On this day in 1972, Alberta’s industry minister was predicting a rapid transit system would soon link Edmonton to Calgary.
Minister Fred Peacock made the comments in the legislature following questions on the future of transportation policy after Edmonton rejected its brazen METS plan, which would have seen a web of freeways built throughout the city.
Peacock said there was no definite timeline for rapid transit between the cities, but that it was “closer than many people think.”
Those words weren’t exactly prophetic. For the past 50 years, a high-speed transit line linking Alberta’s two biggest cities has been sort of like the horizon while driving down the QEII — it is always in view, but never actually gets closer.
The first study into the idea came in 1985, which concluded that the project would be feasible, would benefit the province, and could be run privately with little ongoing public support. A similar report from 2004 estimated between $3 billion and $6 billion in benefits if the cities were linked, noting that the trip would have to take a maximum of two hours to attract the ridership it needed. In 2011, Alison Redford hinted that it could be built using money from the province’s GreenTRIP fund. But by the provincial election next year, the idea wasn’t high up on anyone’s priority list.
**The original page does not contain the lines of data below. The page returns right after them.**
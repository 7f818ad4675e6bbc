use async_trait::async_trait;

use super::{DbResult, Scope};

/// Storage operations the prune engine needs from a backend.
///
/// Every method takes a [`Scope`] description and compiles it fresh, so a
/// scope may be reused across calls even as matching rows are removed.
#[async_trait]
pub trait RecordStore: Send + Sync {
    /// Count records matching the scope.
    async fn count(&self, scope: &Scope) -> DbResult<u64>;

    /// Check whether any record matches the scope.
    async fn exists(&self, scope: &Scope) -> DbResult<bool> {
        Ok(self.count(scope).await? > 0)
    }

    /// Fetch up to `limit` primary keys matching the scope, in ascending
    /// primary key order, strictly greater than `after` when given.
    ///
    /// This is keyset pagination: callers pass the last id of the previous
    /// page as `after`, which keeps paging stable while rows are deleted.
    async fn select_ids(&self, scope: &Scope, after: Option<i64>, limit: u32)
    -> DbResult<Vec<i64>>;

    // ==================== Removal ====================

    /// Remove matching records one at a time, running every destroy hook
    /// registered for the table before each row goes.
    ///
    /// Returns the number of records removed.
    async fn destroy_all(&self, scope: &Scope) -> DbResult<u64>;

    /// Remove matching records in a single bulk statement. Destroy hooks
    /// are not run.
    ///
    /// Returns the number of records removed.
    async fn delete_all(&self, scope: &Scope) -> DbResult<u64>;
}

/// Per-record side effect run by [`RecordStore::destroy_all`].
#[async_trait]
pub trait DestroyHook: Send + Sync {
    /// Called before the record `id` of `table` is removed. An error aborts
    /// the destroy and propagates to the caller.
    async fn before_destroy(&self, table: &str, id: i64) -> DbResult<()>;
}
Half a dozen feasibility studies have been done over the past 50 years, each triggering a flood of editorials and think-pieces. Each time the idea is floated, it garners just as much opposition as it does support, with critics citing cost, environmental impacts, and greater need to invest in city-based transit.
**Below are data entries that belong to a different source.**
//! Per-model prune execution.
//!
//! A run resolves, in order: the applicable retention policy, the reference
//! time, the stale scope, the prune method and the batch size. It then
//! removes the stale scope either in one call or chunk by chunk.
//!
//! Batched runs page through the stale scope by ascending primary key and
//! delete each page through an explicit id set, so rows removed mid-run can
//! neither be skipped nor visited twice.

use chrono::Utc;
use serde::{Deserialize, Serialize};
use serde_json::Value;

use super::{DEFAULT_BATCH_SIZE, PrunableModel, PruneMethod, Refusal};
use crate::{
    db::{DbResult, RecordStore, Scope},
    observability::metrics,
};

/// Per-run options. Every field is optional.
#[derive(Debug, Clone, Default, PartialEq, Serialize, Deserialize)]
#[serde(deny_unknown_fields)]
pub struct PruneOptions {
    /// Prune method name (`destroy` or `delete`). Ignored when the model
    /// configures its own method.
    #[serde(default)]
    pub prune_method: Option<String>,

    /// Reference time for age thresholds. Default: now.
    #[serde(default)]
    pub current_time: Option<chrono::DateTime<Utc>>,

    /// Batch size. Setting it enables batching.
    #[serde(default)]
    pub batch_size: Option<u32>,

    /// Enable batching with the model's size, or 1000.
    #[serde(default)]
    pub in_batches: bool,

    /// Parameters forwarded to custom scopes.
    #[serde(default)]
    pub params: Vec<Value>,

    /// Count what would be removed without removing it.
    #[serde(default)]
    pub dry_run: bool,

    /// Stop a batched run once this many records are removed.
    #[serde(default)]
    pub max_deletes: Option<u64>,
}

impl PruneOptions {
    pub fn new() -> Self {
        Self::default()
    }

    pub fn with_method(mut self, method: PruneMethod) -> Self {
        self.prune_method = Some(method.to_string());
        self
    }

    pub fn with_method_name(mut self, method: impl Into<String>) -> Self {
        self.prune_method = Some(method.into());
        self
    }

    pub fn at(mut self, current_time: chrono::DateTime<Utc>) -> Self {
        self.current_time = Some(current_time);
        self
    }

    pub fn batch_size(mut self, size: u32) -> Self {
        self.batch_size = Some(size);
        self
    }

    pub fn in_batches(mut self) -> Self {
        self.in_batches = true;
        self
    }

    pub fn params(mut self, params: Vec<Value>) -> Self {
        self.params = params;
        self
    }

    pub fn dry_run(mut self) -> Self {
        self.dry_run = true;
        self
    }

    pub fn max_deletes(mut self, max: u64) -> Self {
        self.max_deletes = Some(max);
        self
    }
}

/// Result of pruning one model.
#[derive(Debug, Clone, PartialEq, Eq)]
pub enum PruneOutcome {
    /// The run went ahead and removed this many records.
    Pruned(u64),
    /// The run was refused before anything was touched.
    Refused(Refusal),
}

impl PruneOutcome {
    /// Records removed; refusals count as zero.
    pub fn count(&self) -> u64 {
        match self {
            PruneOutcome::Pruned(count) => *count,
            PruneOutcome::Refused(_) => 0,
        }
    }

    pub fn is_refused(&self) -> bool {
        matches!(self, PruneOutcome::Refused(_))
    }
}

impl PrunableModel {
    /// Remove this model's stale records from `store`.
    ///
    /// Misconfiguration is never an error: it is logged and reported as
    /// [`PruneOutcome::Refused`] without touching the store. Storage
    /// failures propagate.
    ///
    /// Callers must not prune the same model concurrently: batched runs
    /// assume nothing else is walking the same stale scope.
    pub async fn prune(
        &self,
        store: &dyn RecordStore,
        options: &PruneOptions,
    ) -> DbResult<PruneOutcome> {
        tracing::info!(model = %self.name(), "Pruning old records of {}", self.name());

        let policy = match self.policy().resolve() {
            Ok(policy) => policy,
            Err(refusal) => return Ok(self.refuse(refusal)),
        };

        let now = options.current_time.unwrap_or_else(Utc::now);
        let scope = match policy.stale_scope(self.all(), &options.params, now) {
            Ok(scope) => scope,
            Err(refusal) => return Ok(self.refuse(refusal)),
        };

        let method = match self.resolve_method(options) {
            Ok(method) => method,
            Err(refusal) => return Ok(self.refuse(refusal)),
        };
        let batch_size = self.resolve_batch_size(options);

        tracing::info!(
            model = %self.name(),
            policy = policy.name(),
            method = %method,
            batch_size = ?batch_size,
            "Prune method is {}",
            method
        );

        if options.dry_run {
            let stale = store.count(&scope).await?;
            tracing::info!(
                model = %self.name(),
                stale = stale,
                scope = %scope,
                "DRY RUN: Would remove {} records",
                stale
            );
            return Ok(PruneOutcome::Pruned(0));
        }

        let removed = match batch_size {
            Some(size) => {
                self.prune_in_batches(store, method, &scope, size, options.max_deletes)
                    .await?
            }
            None => remove(store, method, &scope).await?,
        };

        if removed > 0 {
            tracing::info!(
                model = %self.name(),
                removed = removed,
                "{} records have been removed.",
                removed
            );
            metrics::record_prune_deletion(self.name(), removed);
        } else {
            tracing::info!(model = %self.name(), "Nothing to prune.");
        }

        Ok(PruneOutcome::Pruned(removed))
    }

    fn refuse(&self, refusal: Refusal) -> PruneOutcome {
        match &refusal {
            Refusal::NotPrunable => tracing::info!(
                model = %self.name(),
                "The model hasn't got a retention policy, action is not allowed."
            ),
            Refusal::Ambiguous(declared) => tracing::info!(
                model = %self.name(),
                declared = ?declared,
                "The model has more than one retention policy, action is not allowed."
            ),
            Refusal::InvalidMethod(method) => tracing::info!(
                model = %self.name(),
                method = %method,
                "Incorrect prune method {}, action is not allowed.",
                method
            ),
            Refusal::CutoffOutOfRange(age) => tracing::info!(
                model = %self.name(),
                age = %age,
                "Retention age is out of range, action is not allowed."
            ),
        }
        metrics::record_prune_refusal(self.name());
        PruneOutcome::Refused(refusal)
    }

    /// The model's own method wins over the per-run option.
    fn resolve_method(&self, options: &PruneOptions) -> Result<PruneMethod, Refusal> {
        if let Some(method) = self.policy().prune_method() {
            return Ok(method);
        }
        match &options.prune_method {
            Some(name) => name.parse(),
            None => Ok(PruneMethod::default()),
        }
    }

    /// Per-run size, then the model's batching, then `in_batches`.
    fn resolve_batch_size(&self, options: &PruneOptions) -> Option<u32> {
        if let Some(size) = options.batch_size.filter(|s| *s > 0) {
            return Some(size);
        }
        if let Some(batch) = self.policy().batch()
            && batch.enabled
        {
            return Some(batch.size);
        }
        options.in_batches.then_some(DEFAULT_BATCH_SIZE)
    }

    async fn prune_in_batches(
        &self,
        store: &dyn RecordStore,
        method: PruneMethod,
        scope: &Scope,
        batch_size: u32,
        max_deletes: Option<u64>,
    ) -> DbResult<u64> {
        let mut total_removed: u64 = 0;
        let mut after: Option<i64> = None;

        loop {
            let limit = match max_deletes {
                Some(max) if total_removed >= max => {
                    tracing::info!(
                        model = %self.name(),
                        max_deletes = max,
                        "Max deletes per run reached, stopping early"
                    );
                    break;
                }
                Some(max) => std::cmp::min(batch_size as u64, max - total_removed) as u32,
                None => batch_size,
            };

            let ids = store.select_ids(scope, after, limit).await?;
            let Some(&last_id) = ids.last() else {
                break;
            };
            let fetched = ids.len();

            let removed = remove(store, method, &scope.only_ids(ids)).await?;
            total_removed += removed;
            after = Some(last_id);

            tracing::debug!(
                model = %self.name(),
                fetched = fetched,
                removed = removed,
                total_removed = total_removed,
                "Pruned batch"
            );

            if fetched < limit as usize {
                break;
            }
        }

        Ok(total_removed)
    }
}

async fn remove(store: &dyn RecordStore, method: PruneMethod, scope: &Scope) -> DbResult<u64> {
    match method {
        PruneMethod::Destroy => store.destroy_all(scope).await,
        PruneMethod::Delete => store.delete_all(scope).await,
    }
}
The latest movement on the idea happened last August, when the Alberta government signed a memorandum of understanding with a Toronto company to examine the idea of a hyperloop system that would launch passengers and freight up to 1,000 km/h, cutting the trip between Edmonton and Calgary to about half an hour. The deal doesn’t commit any funding from the province, but it does represent the latest stop on Alberta’s perpetually imminent high-speed system.